3 Thoughts for the 20 New Governors

January is an exciting month in many state capitals around the country. There are twenty new Governors being sworn in and starting to announce their teams. There are others who were re-elected and recognize that a second term provides a unique moment to be bold with their agendas. Soon, many will need to submit their first budget request and begin the shift from campaign rhetoric to actual programmatic and policy-driven agenda setting.

We have seen the good, the bad, and everything in between in how these leaders – well, LEAD. Some will seek to lead in a hands-on way, meeting with key constituents and helping to manage the daily agenda of the government. Others will choose to rely on the talented people they hire to carry out the vision.

Most are in agreement that the economy of their state – jobs for residents, happy employers, outsiders interested in moving in – are all important to their political futures. They recognize that a healthy economy makes the other tough issues they must deal with easier.

So how do they ensure economic success?

Think Beyond Transactions

It’s hard to argue against wanting the press release and the photo op with the big scissors or golden shovels. The announcement of an expansion, a new housing development for millennials, or a major infrastructure project, all attract interest and ‘show’ that things are getting done. I’ve seen too many economic development leaders focus on these wins and ignore what’s bubbling beneath the surface in their communities.

The announcement of these transactions must be accompanied by an understanding of the  short and long term consequences. Often these broadcasted wins fall short of the excitement promised. Economic forces change the narrative and project scope as the growth ramps up; or worse, the face-value excitement is for a deal that will strain the community fabric. For example:

Community Win: Job creation!

Community Loss: All of the jobs pay below the community’s living wage.

Too many communities are losing with this rhetoric, and trust in leadership is lost as excitement deflates.

Announcing improvement in areas like place, investment, diversity, sustainability, and talent are the wins that leaders should aim for to create a lasting impact and to maintain trust and excitement about local development.

The Fourth Economy Community Index is a great resource for economic development officials to start looking into key indicators, like those listed above for each county in their state. The Community Index is a free resource that profiles almost every county by using 19 indicators that we think illustrate what is needed for success.

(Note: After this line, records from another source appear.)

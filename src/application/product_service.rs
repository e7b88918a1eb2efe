use uuid::Uuid;

use crate::domain::catalog::{
    CategorySummary, NewProductRecord, ProductFilter, ProductPage, ProductPatch,
};
use crate::domain::errors::DomainError;
use crate::domain::ports::ProductRepository;
use crate::models::product::Product;

pub struct ProductService<R> {
    repo: R,
}

impl<R: ProductRepository> ProductService<R> {
    pub fn new(repo: R) -> Self {
        Self { repo }
    }

    pub fn list(&self, filter: ProductFilter) -> Result<ProductPage, DomainError> {
        self.repo.list(filter)
    }

    pub fn get(&self, id: Uuid) -> Result<(Product, CategorySummary), DomainError> {
        self.repo.find_by_id(id)?.ok_or(DomainError::NotFound("Product"))
    }

    pub fn create(&self, new: NewProductRecord) -> Result<Product, DomainError> {
        if new.name.trim().is_empty() || new.slug.trim().is_empty() {
            return Err(DomainError::Validation(
                "Name, price, slug and category are required".to_string(),
            ));
        }
        self.repo.create(new)
    }

    pub fn update(&self, id: Uuid, patch: ProductPatch) -> Result<Product, DomainError> {
        self.repo.update(id, patch)
    }

    pub fn deactivate(&self, id: Uuid) -> Result<(), DomainError> {
        self.repo.deactivate(id)
    }
}
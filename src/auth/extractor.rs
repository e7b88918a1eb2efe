use std::future::{ready, Ready};

use actix_web::dev::Payload;
use actix_web::http::header;
use actix_web::{web, FromRequest, HttpRequest};
use uuid::Uuid;

use super::token::{self, JwtConfig};
use crate::domain::user::Role;
use crate::errors::AppError;

/// The authenticated caller, decoded from the bearer token. Carries only
/// what the token proves; handlers needing the full record load it.
#[derive(Debug, Clone, Copy)]
pub struct AuthUser {
    pub id: Uuid,
    pub role: Role,
}

impl AuthUser {
    pub fn is_admin(&self) -> bool {
        self.role == Role::Admin
    }
}

/// An [`AuthUser`] whose role is admin; extraction fails with 403 otherwise.
#[derive(Debug, Clone, Copy)]
pub struct AdminUser(pub AuthUser);

fn authenticate(req: &HttpRequest) -> Result<AuthUser, AppError> {
    let token = req
        .headers()
        .get(header::AUTHORIZATION)
        .and_then(|v| v.to_str().ok())
        .and_then(|v| v.strip_prefix("Bearer "))
        .ok_or_else(|| AppError::Unauthorized("Access token is missing".to_string()))?;

    let config = req
        .app_data::<web::Data<JwtConfig>>()
        .ok_or_else(|| AppError::Internal("JWT config is not registered".to_string()))?;

    let claims =
        token::verify(config.get_ref(), token).map_err(|e| AppError::Forbidden(e.to_string()))?;

    let id = claims
        .sub
        .parse::<Uuid>()
        .map_err(|_| AppError::Forbidden("Invalid access token".to_string()))?;
    let role = claims
        .role
        .parse::<Role>()
        .map_err(|_| AppError::Forbidden("Invalid access token".to_string()))?;

    Ok(AuthUser { id, role })
}

impl FromRequest for AuthUser {
    type Error = AppError;
    type Future = Ready<Result<Self, Self::Error>>;

    fn from_request(req: &HttpRequest, _payload: &mut Payload) -> Self::Future {
        ready(authenticate(req))
    }
}

impl FromRequest for AdminUser {
    type Error = AppError;
    type Future = Ready<Result<Self, Self::Error>>;

    fn from_request(req: &HttpRequest, _payload: &mut Payload) -> Self::Future {
        ready(authenticate(req).and_then(|user| {
            if user.is_admin() {
                Ok(AdminUser(user))
            } else {
                Err(AppError::Forbidden("Admin privileges required".to_string()))
            }
        }))
    }
}

#[cfg(test)]
mod tests {
    use actix_web::test::TestRequest;

    use super::*;

    fn config() -> web::Data<JwtConfig> {
        web::Data::new(JwtConfig {
            secret: "extractor-test-secret-32-bytes-xx".to_string(),
            expiration_hours: 1,
        })
    }

    #[actix_web::test]
    async fn missing_header_is_unauthorized() {
        let req = TestRequest::default().app_data(config()).to_http_request();

        let err = authenticate(&req).unwrap_err();

        assert!(matches!(err, AppError::Unauthorized(_)));
    }

    #[actix_web::test]
    async fn valid_bearer_token_authenticates() {
        let cfg = config();
        let user_id = Uuid::new_v4();
        let token = token::issue(cfg.get_ref(), user_id, Role::Admin).unwrap();
        let req = TestRequest::default()
            .app_data(cfg)
            .insert_header((header::AUTHORIZATION, format!("Bearer {token}")))
            .to_http_request();

        let user = authenticate(&req).unwrap();

        assert_eq!(user.id, user_id);
        assert!(user.is_admin());
    }

    #[actix_web::test]
    async fn mangled_token_is_forbidden() {
        let req = TestRequest::default()
            .app_data(config())
            .insert_header((header::AUTHORIZATION, "Bearer not.a.token"))
            .to_http_request();

        let err = authenticate(&req).unwrap_err();

        assert!(matches!(err, AppError::Forbidden(_)));
    }
}
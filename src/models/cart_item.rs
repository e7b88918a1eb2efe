use chrono::{DateTime, Utc};
use diesel::prelude::*;
use serde::{Deserialize, Serialize};
use uuid::Uuid;

use crate::schema::cart_items;

#[derive(Debug, Clone, Serialize, Deserialize, Queryable, Selectable, Identifiable, Associations)]
#[diesel(table_name = cart_items)]
#[diesel(belongs_to(crate::models::user::User))]
#[diesel(belongs_to(crate::models::product::Product))]
#[diesel(check_for_backend(diesel::pg::Pg))]
pub struct CartItem {
    pub id: Uuid,
    pub user_id: Uuid,
    pub product_id: Uuid,
    pub quantity: i32,
    pub created_at: DateTime<Utc>,
    pub updated_at: DateTime<Utc>,
}

#[derive(Debug, Insertable)]
#[diesel(table_name = cart_items)]
pub struct NewCartItem {
    pub id: Uuid,
    pub user_id: Uuid,
    pub product_id: Uuid,
    pub quantity: i32,
}
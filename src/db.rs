use diesel::pg::PgConnection;
use diesel::r2d2::{ConnectionManager, Pool};

pub type DbPool = Pool<ConnectionManager<PgConnection>>;

/// Build the shared connection pool. Panics on an unreachable database so
/// startup fails loudly instead of serving requests that cannot connect.
pub fn create_pool(database_url: &str) -> DbPool {
    let manager = ConnectionManager::<PgConnection>::new(database_url);
    Pool::builder()
        .build(manager)
        .expect("Failed to create database connection pool")
}
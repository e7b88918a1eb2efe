use chrono::{Duration, Utc};
use jsonwebtoken::errors::ErrorKind;
use jsonwebtoken::{decode, encode, Algorithm, DecodingKey, EncodingKey, Header, Validation};
use serde::{Deserialize, Serialize};
use thiserror::Error;
use uuid::Uuid;

use crate::domain::user::Role;

#[derive(Debug, Clone)]
pub struct JwtConfig {
    pub secret: String,
    pub expiration_hours: i64,
}

impl JwtConfig {
    /// Reads `JWT_SECRET` (required) and `JWT_EXPIRATION_HOURS`
    /// (default 168, i.e. 7 days).
    pub fn from_env() -> Self {
        let secret = std::env::var("JWT_SECRET").expect("JWT_SECRET must be set");
        let expiration_hours = std::env::var("JWT_EXPIRATION_HOURS")
            .ok()
            .and_then(|s| s.parse().ok())
            .unwrap_or(168);
        Self {
            secret,
            expiration_hours,
        }
    }
}

#[derive(Debug, Clone, Serialize, Deserialize)]
pub struct Claims {
    /// User id.
    pub sub: String,
    pub role: String,
    pub iat: i64,
    pub exp: i64,
}

#[derive(Debug, Error)]
pub enum TokenError {
    #[error("Access token has expired")]
    Expired,
    #[error("Invalid access token")]
    Invalid,
}

pub fn issue(config: &JwtConfig, user_id: Uuid, role: Role) -> Result<String, TokenError> {
    let now = Utc::now();
    let claims = Claims {
        sub: user_id.to_string(),
        role: role.to_string(),
        iat: now.timestamp(),
        exp: (now + Duration::hours(config.expiration_hours)).timestamp(),
    };
    encode(
        &Header::new(Algorithm::HS256),
        &claims,
        &EncodingKey::from_secret(config.secret.as_bytes()),
    )
    .map_err(|_| TokenError::Invalid)
}

pub fn verify(config: &JwtConfig, token: &str) -> Result<Claims, TokenError> {
    decode::<Claims>(
        token,
        &DecodingKey::from_secret(config.secret.as_bytes()),
        &Validation::new(Algorithm::HS256),
    )
    .map(|data| data.claims)
    .map_err(|e| match e.kind() {
        ErrorKind::ExpiredSignature => TokenError::Expired,
        _ => TokenError::Invalid,
    })
}

#[cfg(test)]
mod tests {
    use super::*;

    fn config() -> JwtConfig {
        JwtConfig {
            secret: "test-secret-at-least-32-bytes-long!!".to_string(),
            expiration_hours: 1,
        }
    }

    #[test]
    fn issued_token_verifies() {
        let cfg = config();
        let user_id = Uuid::new_v4();

        let token = issue(&cfg, user_id, Role::Customer).expect("issue failed");
        let claims = verify(&cfg, &token).expect("verify failed");

        assert_eq!(claims.sub, user_id.to_string());
        assert_eq!(claims.role, "customer");
    }

    #[test]
    fn token_signed_with_other_secret_is_rejected() {
        let token = issue(&config(), Uuid::new_v4(), Role::Admin).unwrap();
        let other = JwtConfig {
            secret: "a-completely-different-32-byte-secret".to_string(),
            expiration_hours: 1,
        };

        assert!(matches!(verify(&other, &token), Err(TokenError::Invalid)));
    }

    #[test]
    fn expired_token_is_reported_as_expired() {
        let cfg = JwtConfig {
            expiration_hours: -2,
            ..config()
        };
        let token = issue(&cfg, Uuid::new_v4(), Role::Customer).unwrap();

        assert!(matches!(verify(&cfg, &token), Err(TokenError::Expired)));
    }

    #[test]
    fn garbage_is_invalid() {
        assert!(matches!(
            verify(&config(), "not-a-token"),
            Err(TokenError::Invalid)
        ));
    }
}
use chrono::Utc;
use diesel::prelude::*;
use uuid::Uuid;

use crate::db::DbPool;
use crate::domain::cart::{CartLine, CartProductSummary};
use crate::domain::errors::DomainError;
use crate::domain::ports::CartRepository;
use crate::models::cart_item::{CartItem, NewCartItem};
use crate::models::product::Product;
use crate::schema::{cart_items, products};

pub struct DieselCartRepository {
    pool: DbPool,
}

impl DieselCartRepository {
    pub fn new(pool: DbPool) -> Self {
        Self { pool }
    }
}

fn to_line(item: CartItem, product: Product) -> CartLine {
    CartLine {
        item,
        product: CartProductSummary {
            id: product.id,
            name: product.name,
            price: product.price,
            images: product.images,
            stock: product.stock,
            is_active: product.is_active,
        },
    }
}

impl CartRepository for DieselCartRepository {
    fn load(&self, user_id: Uuid) -> Result<Vec<CartLine>, DomainError> {
        let mut conn = self.pool.get()?;

        let rows: Vec<(CartItem, Product)> = cart_items::table
            .inner_join(products::table)
            .filter(cart_items::user_id.eq(user_id))
            .order(cart_items::created_at.asc())
            .select((CartItem::as_select(), Product::as_select()))
            .load(&mut conn)?;

        Ok(rows
            .into_iter()
            .map(|(item, product)| to_line(item, product))
            .collect())
    }

    fn add(
        &self,
        user_id: Uuid,
        product_id: Uuid,
        quantity: i32,
    ) -> Result<Vec<CartLine>, DomainError> {
        let mut conn = self.pool.get()?;

        conn.transaction::<_, DomainError, _>(|conn| {
            let product: Option<Product> = products::table
                .find(product_id)
                .select(Product::as_select())
                .first(conn)
                .optional()?;
            let product = match product {
                Some(p) if p.is_active => p,
                _ => return Err(DomainError::NotFound("Product")),
            };

            if product.stock < quantity {
                return Err(DomainError::InsufficientStock {
                    name: product.name,
                    available: product.stock,
                });
            }

            let existing: Option<CartItem> = cart_items::table
                .filter(cart_items::user_id.eq(user_id))
                .filter(cart_items::product_id.eq(product_id))
                .select(CartItem::as_select())
                .first(conn)
                .optional()?;

            match existing {
                // One line per (user, product): merge into the existing line.
                Some(item) => {
                    let merged = item.quantity + quantity;
                    if product.stock < merged {
                        return Err(DomainError::InsufficientStock {
                            name: product.name,
                            available: product.stock,
                        });
                    }
                    diesel::update(cart_items::table.find(item.id))
                        .set((
                            cart_items::quantity.eq(merged),
                            cart_items::updated_at.eq(Utc::now()),
                        ))
                        .execute(conn)?;
                }
                None => {
                    diesel::insert_into(cart_items::table)
                        .values(&NewCartItem {
                            id: Uuid::new_v4(),
                            user_id,
                            product_id,
                            quantity,
                        })
                        .execute(conn)?;
                }
            }
            Ok(())
        })?;

        self.load(user_id)
    }

    fn set_quantity(
        &self,
        user_id: Uuid,
        item_id: Uuid,
        quantity: i32,
    ) -> Result<CartLine, DomainError> {
        let mut conn = self.pool.get()?;

        conn.transaction::<_, DomainError, _>(|conn| {
            let row: Option<(CartItem, Product)> = cart_items::table
                .inner_join(products::table)
                .filter(cart_items::id.eq(item_id))
                .filter(cart_items::user_id.eq(user_id))
                .select((CartItem::as_select(), Product::as_select()))
                .first(conn)
                .optional()?;
            let Some((item, product)) = row else {
                return Err(DomainError::NotFound("Cart item"));
            };

            if product.stock < quantity {
                return Err(DomainError::InsufficientStock {
                    name: product.name,
                    available: product.stock,
                });
            }

            let item = diesel::update(cart_items::table.find(item.id))
                .set((
                    cart_items::quantity.eq(quantity),
                    cart_items::updated_at.eq(Utc::now()),
                ))
                .returning(CartItem::as_returning())
                .get_result(conn)?;

            Ok(to_line(item, product))
        })
    }

    fn remove(&self, user_id: Uuid, item_id: Uuid) -> Result<(), DomainError> {
        let mut conn = self.pool.get()?;

        let deleted = diesel::delete(
            cart_items::table
                .filter(cart_items::id.eq(item_id))
                .filter(cart_items::user_id.eq(user_id)),
        )
        .execute(&mut conn)?;
        if deleted == 0 {
            return Err(DomainError::NotFound("Cart item"));
        }
        Ok(())
    }

    fn clear(&self, user_id: Uuid) -> Result<(), DomainError> {
        let mut conn = self.pool.get()?;

        diesel::delete(cart_items::table.filter(cart_items::user_id.eq(user_id)))
            .execute(&mut conn)?;
        Ok(())
    }
}

#[cfg(test)]
mod tests {
    use super::*;
    use crate::domain::ports::CartRepository;
    use crate::infrastructure::test_support::{
        cart_len, deactivate_product, seed_category, seed_product, seed_user, setup_db,
    };

    #[tokio::test]
    async fn add_merges_into_existing_line() {
        let (_container, pool) = setup_db().await;
        let repo = DieselCartRepository::new(pool.clone());
        let user_id = seed_user(&pool, "merge-user");
        let category_id = seed_category(&pool, "Woody");
        let product_id = seed_product(&pool, category_id, "Cedar Mist", "45.00", 10);

        repo.add(user_id, product_id, 2).expect("first add failed");
        let cart = repo.add(user_id, product_id, 3).expect("second add failed");

        assert_eq!(cart.len(), 1, "one line per (user, product)");
        assert_eq!(cart[0].item.quantity, 5);
    }

    #[tokio::test]
    async fn add_rejects_more_than_stock_naming_remaining() {
        let (_container, pool) = setup_db().await;
        let repo = DieselCartRepository::new(pool.clone());
        let user_id = seed_user(&pool, "stock-user");
        let category_id = seed_category(&pool, "Citrus");
        let product_id = seed_product(&pool, category_id, "Lime Soda", "12.00", 2);

        let err = repo.add(user_id, product_id, 3).unwrap_err();

        match err {
            DomainError::InsufficientStock { available, .. } => assert_eq!(available, 2),
            other => panic!("expected InsufficientStock, got {other:?}"),
        }
        assert_eq!(cart_len(&pool, user_id), 0);
    }

    #[tokio::test]
    async fn add_rejects_inactive_product() {
        let (_container, pool) = setup_db().await;
        let repo = DieselCartRepository::new(pool.clone());
        let user_id = seed_user(&pool, "inactive-user");
        let category_id = seed_category(&pool, "Floral");
        let product_id = seed_product(&pool, category_id, "Rose Veil", "80.00", 5);
        deactivate_product(&pool, product_id);

        let err = repo.add(user_id, product_id, 1).unwrap_err();

        assert!(matches!(err, DomainError::NotFound("Product")));
    }

    #[tokio::test]
    async fn clearing_an_empty_cart_is_a_noop() {
        let (_container, pool) = setup_db().await;
        let repo = DieselCartRepository::new(pool.clone());
        let user_id = seed_user(&pool, "clear-user");

        repo.clear(user_id).expect("first clear failed");
        repo.clear(user_id).expect("second clear failed");

        assert_eq!(cart_len(&pool, user_id), 0);
    }

    #[tokio::test]
    async fn remove_is_scoped_to_the_owner() {
        let (_container, pool) = setup_db().await;
        let repo = DieselCartRepository::new(pool.clone());
        let owner = seed_user(&pool, "owner");
        let intruder = seed_user(&pool, "intruder");
        let category_id = seed_category(&pool, "Spice");
        let product_id = seed_product(&pool, category_id, "Clove Oud", "95.00", 5);

        let cart = repo.add(owner, product_id, 1).unwrap();
        let item_id = cart[0].item.id;

        let err = repo.remove(intruder, item_id).unwrap_err();
        assert!(matches!(err, DomainError::NotFound("Cart item")));

        repo.remove(owner, item_id).expect("owner remove failed");
        assert_eq!(cart_len(&pool, owner), 0);
    }
}
use uuid::Uuid;

use crate::domain::catalog::{CategoryPatch, CategoryWithCount, NewCategoryRecord};
use crate::domain::errors::DomainError;
use crate::domain::ports::CategoryRepository;
use crate::models::category::Category;
use crate::models::product::Product;

pub struct CategoryService<R> {
    repo: R,
}

impl<R: CategoryRepository> CategoryService<R> {
    pub fn new(repo: R) -> Self {
        Self { repo }
    }

    pub fn list(&self) -> Result<Vec<CategoryWithCount>, DomainError> {
        self.repo.list_with_counts()
    }

    pub fn get(&self, id: Uuid) -> Result<(Category, Vec<Product>), DomainError> {
        self.repo
            .find_with_products(id)?
            .ok_or(DomainError::NotFound("Category"))
    }

    pub fn create(&self, new: NewCategoryRecord) -> Result<Category, DomainError> {
        if new.name.trim().is_empty() || new.slug.trim().is_empty() {
            return Err(DomainError::Validation(
                "Name and slug are required".to_string(),
            ));
        }
        self.repo.create(new)
    }

    pub fn update(&self, id: Uuid, patch: CategoryPatch) -> Result<Category, DomainError> {
        self.repo.update(id, patch)
    }

    pub fn delete(&self, id: Uuid) -> Result<(), DomainError> {
        self.repo.delete(id)
    }
}
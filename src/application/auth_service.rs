use uuid::Uuid;

use crate::auth::password;
use crate::domain::errors::DomainError;
use crate::domain::ports::UserRepository;
use crate::domain::user::NewUserRecord;
use crate::models::user::User;

#[derive(Debug, Clone)]
pub struct RegisterInput {
    pub username: String,
    pub email: String,
    pub password: String,
    pub first_name: Option<String>,
    pub last_name: Option<String>,
    pub phone: Option<String>,
}

pub struct AuthService<R> {
    users: R,
}

impl<R: UserRepository> AuthService<R> {
    pub fn new(users: R) -> Self {
        Self { users }
    }

    pub fn register(&self, input: RegisterInput) -> Result<User, DomainError> {
        if input.username.trim().is_empty()
            || input.email.trim().is_empty()
            || input.password.is_empty()
        {
            return Err(DomainError::Validation(
                "Username, email and password are required".to_string(),
            ));
        }
        if self.users.identity_taken(&input.username, &input.email)? {
            return Err(DomainError::Validation(
                "Username or email already in use".to_string(),
            ));
        }

        let password_hash = password::hash_password(&input.password)
            .map_err(|e| DomainError::Storage(e.to_string()))?;

        self.users.create(NewUserRecord {
            username: input.username,
            email: input.email,
            password_hash,
            first_name: input.first_name,
            last_name: input.last_name,
            phone: input.phone,
        })
    }

    /// Unknown email and wrong password are indistinguishable to the caller.
    pub fn login(&self, email: &str, password_input: &str) -> Result<User, DomainError> {
        let user = self
            .users
            .find_by_email(email)?
            .ok_or(DomainError::InvalidCredentials)?;

        let valid = password::verify_password(password_input, &user.password_hash)
            .map_err(|e| DomainError::Storage(e.to_string()))?;
        if !valid {
            return Err(DomainError::InvalidCredentials);
        }
        Ok(user)
    }

    pub fn current_user(&self, id: Uuid) -> Result<User, DomainError> {
        self.users.find_by_id(id)?.ok_or(DomainError::NotFound("User"))
    }
}

#[cfg(test)]
mod tests {
    use std::sync::Mutex;

    use chrono::Utc;

    use super::*;

    #[derive(Default)]
    struct InMemoryUsers {
        rows: Mutex<Vec<User>>,
    }

    impl UserRepository for InMemoryUsers {
        fn create(&self, new_user: NewUserRecord) -> Result<User, DomainError> {
            let now = Utc::now();
            let user = User {
                id: Uuid::new_v4(),
                username: new_user.username,
                email: new_user.email,
                password_hash: new_user.password_hash,
                role: "customer".to_string(),
                first_name: new_user.first_name,
                last_name: new_user.last_name,
                phone: new_user.phone,
                created_at: now,
                updated_at: now,
            };
            self.rows.lock().unwrap().push(user.clone());
            Ok(user)
        }

        fn find_by_id(&self, id: Uuid) -> Result<Option<User>, DomainError> {
            Ok(self.rows.lock().unwrap().iter().find(|u| u.id == id).cloned())
        }

        fn find_by_email(&self, email: &str) -> Result<Option<User>, DomainError> {
            Ok(self
                .rows
                .lock()
                .unwrap()
                .iter()
                .find(|u| u.email == email)
                .cloned())
        }

        fn identity_taken(&self, username: &str, email: &str) -> Result<bool, DomainError> {
            Ok(self
                .rows
                .lock()
                .unwrap()
                .iter()
                .any(|u| u.username == username || u.email == email))
        }
    }

    fn register_input(username: &str, email: &str) -> RegisterInput {
        RegisterInput {
            username: username.to_string(),
            email: email.to_string(),
            password: "hunter2hunter2".to_string(),
            first_name: None,
            last_name: None,
            phone: None,
        }
    }

    #[test]
    fn register_stores_a_hash_not_the_password() {
        let service = AuthService::new(InMemoryUsers::default());

        let user = service
            .register(register_input("alice", "alice@example.com"))
            .expect("register failed");

        assert_ne!(user.password_hash, "hunter2hunter2");
        assert!(
            crate::auth::password::verify_password("hunter2hunter2", &user.password_hash).unwrap()
        );
    }

    #[test]
    fn register_rejects_taken_username_or_email() {
        let service = AuthService::new(InMemoryUsers::default());
        service
            .register(register_input("bob", "bob@example.com"))
            .unwrap();

        let err = service
            .register(register_input("bob", "other@example.com"))
            .unwrap_err();
        assert!(matches!(err, DomainError::Validation(_)));

        let err = service
            .register(register_input("other", "bob@example.com"))
            .unwrap_err();
        assert!(matches!(err, DomainError::Validation(_)));
    }

    #[test]
    fn register_requires_username_email_and_password() {
        let service = AuthService::new(InMemoryUsers::default());

        let err = service
            .register(RegisterInput {
                password: String::new(),
                ..register_input("carol", "carol@example.com")
            })
            .unwrap_err();

        assert!(matches!(err, DomainError::Validation(_)));
    }

    #[test]
    fn login_succeeds_with_the_right_password() {
        let service = AuthService::new(InMemoryUsers::default());
        service
            .register(register_input("dave", "dave@example.com"))
            .unwrap();

        let user = service
            .login("dave@example.com", "hunter2hunter2")
            .expect("login failed");

        assert_eq!(user.username, "dave");
    }

    #[test]
    fn login_failures_are_indistinguishable() {
        let service = AuthService::new(InMemoryUsers::default());
        service
            .register(register_input("erin", "erin@example.com"))
            .unwrap();

        let wrong_password = service
            .login("erin@example.com", "not-the-password")
            .unwrap_err();
        let unknown_email = service
            .login("nobody@example.com", "hunter2hunter2")
            .unwrap_err();

        assert_eq!(wrong_password.to_string(), unknown_email.to_string());
        assert!(matches!(wrong_password, DomainError::InvalidCredentials));
    }
}
use uuid::Uuid;

use super::cart::CartLine;
use super::catalog::{
    CategoryPatch, CategorySummary, CategoryWithCount, NewCategoryRecord, NewProductRecord,
    ProductFilter, ProductPage, ProductPatch,
};
use super::errors::DomainError;
use super::order::{NewOrderInput, OrderDetail, OrderFilter, OrderPage, OrderScope, OrderView};
use super::status::OrderStatus;
use super::user::NewUserRecord;
use crate::models::category::Category;
use crate::models::order::Order;
use crate::models::product::Product;
use crate::models::user::User;

pub trait UserRepository: Send + Sync + 'static {
    fn create(&self, new_user: NewUserRecord) -> Result<User, DomainError>;
    fn find_by_id(&self, id: Uuid) -> Result<Option<User>, DomainError>;
    fn find_by_email(&self, email: &str) -> Result<Option<User>, DomainError>;
    /// True when either the username or the email is already registered.
    fn identity_taken(&self, username: &str, email: &str) -> Result<bool, DomainError>;
}

pub trait CategoryRepository: Send + Sync + 'static {
    fn list_with_counts(&self) -> Result<Vec<CategoryWithCount>, DomainError>;
    fn find_with_products(&self, id: Uuid) -> Result<Option<(Category, Vec<Product>)>, DomainError>;
    fn create(&self, new: NewCategoryRecord) -> Result<Category, DomainError>;
    fn update(&self, id: Uuid, patch: CategoryPatch) -> Result<Category, DomainError>;
    /// Refuses while any product still references the category.
    fn delete(&self, id: Uuid) -> Result<(), DomainError>;
}

pub trait ProductRepository: Send + Sync + 'static {
    /// Active products only, filtered and paginated.
    fn list(&self, filter: ProductFilter) -> Result<ProductPage, DomainError>;
    fn find_by_id(&self, id: Uuid) -> Result<Option<(Product, CategorySummary)>, DomainError>;
    fn create(&self, new: NewProductRecord) -> Result<Product, DomainError>;
    fn update(&self, id: Uuid, patch: ProductPatch) -> Result<Product, DomainError>;
    /// Soft delete: clears `is_active`, keeping the row for order history.
    fn deactivate(&self, id: Uuid) -> Result<(), DomainError>;
}

pub trait CartRepository: Send + Sync + 'static {
    fn load(&self, user_id: Uuid) -> Result<Vec<CartLine>, DomainError>;
    /// Adds a product, merging into the existing line for the same product.
    /// Returns the updated cart.
    fn add(&self, user_id: Uuid, product_id: Uuid, quantity: i32)
        -> Result<Vec<CartLine>, DomainError>;
    fn set_quantity(&self, user_id: Uuid, item_id: Uuid, quantity: i32)
        -> Result<CartLine, DomainError>;
    fn remove(&self, user_id: Uuid, item_id: Uuid) -> Result<(), DomainError>;
    /// Clearing an already-empty cart is a no-op.
    fn clear(&self, user_id: Uuid) -> Result<(), DomainError>;
}

pub trait OrderRepository: Send + Sync + 'static {
    /// Runs the checkout flow in one transaction and returns the created
    /// order with its lines.
    fn place(&self, user_id: Uuid, input: NewOrderInput) -> Result<OrderView, DomainError>;
    fn list_for_user(&self, user_id: Uuid) -> Result<Vec<OrderView>, DomainError>;
    fn find_scoped(&self, id: Uuid, scope: OrderScope) -> Result<Option<OrderDetail>, DomainError>;
    fn list_all(&self, filter: OrderFilter) -> Result<OrderPage, DomainError>;
    /// Enforces the status transition graph; invalid jumps fail with
    /// `InvalidTransition`.
    fn update_status(&self, id: Uuid, next: OrderStatus) -> Result<Order, DomainError>;
}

Quality of Place Drives Economic Development

For years now, I’ve been preaching that the best tool for economic development is a vibrant community that supports diverse lifestyles. There are a lot of people who get paid to tell you how bad your tax system is, why you should throw truckloads of incentives at companies and that your red tape is ‘crushing business’. Our research has shown that in a vibrant community those issues become footnotes and not the lead story. People want to be in communities that have culture, recreation, good education, and a welcoming environment. If you have those things people will stay or move to be there and the jobs will follow.

A few years back we researched the most transformed places in the country and found the quality of place to be the common thread. The message and results of that research are stronger than ever.

Power Comes From Collaboration

The history of governors and economic development leaders is filled with those who have tried the Command and Control approach, and those that pursue Collaboration.

The command and control leaders think that the path to success can be dictated. They fail to recognize that economic development is a team effort that can sometimes involve hundreds of organizations and leaders.

The Collaborative crowd recognize this and use their positions to rally, to leverage, to inspire those in their network to pursue a shared vision. The collaborative leaders will have a longer-lasting positive impact. They are the ones that collect awards and are well-regarded by their peers and communities they serve.  

These are my three pieces of economic development advice to our newly-elected officials:

  1. Don’t get caught up in flashy announcements
  2. Pursue quality of place for all citizens
  3. Work collaboratively with organizations and local leaders.

Governors that uphold these standards will set themselves, and their state, apart from the rest. I hope that all leaders, not just governors, can use this advice to help chart a better course and support vibrant communities in their state.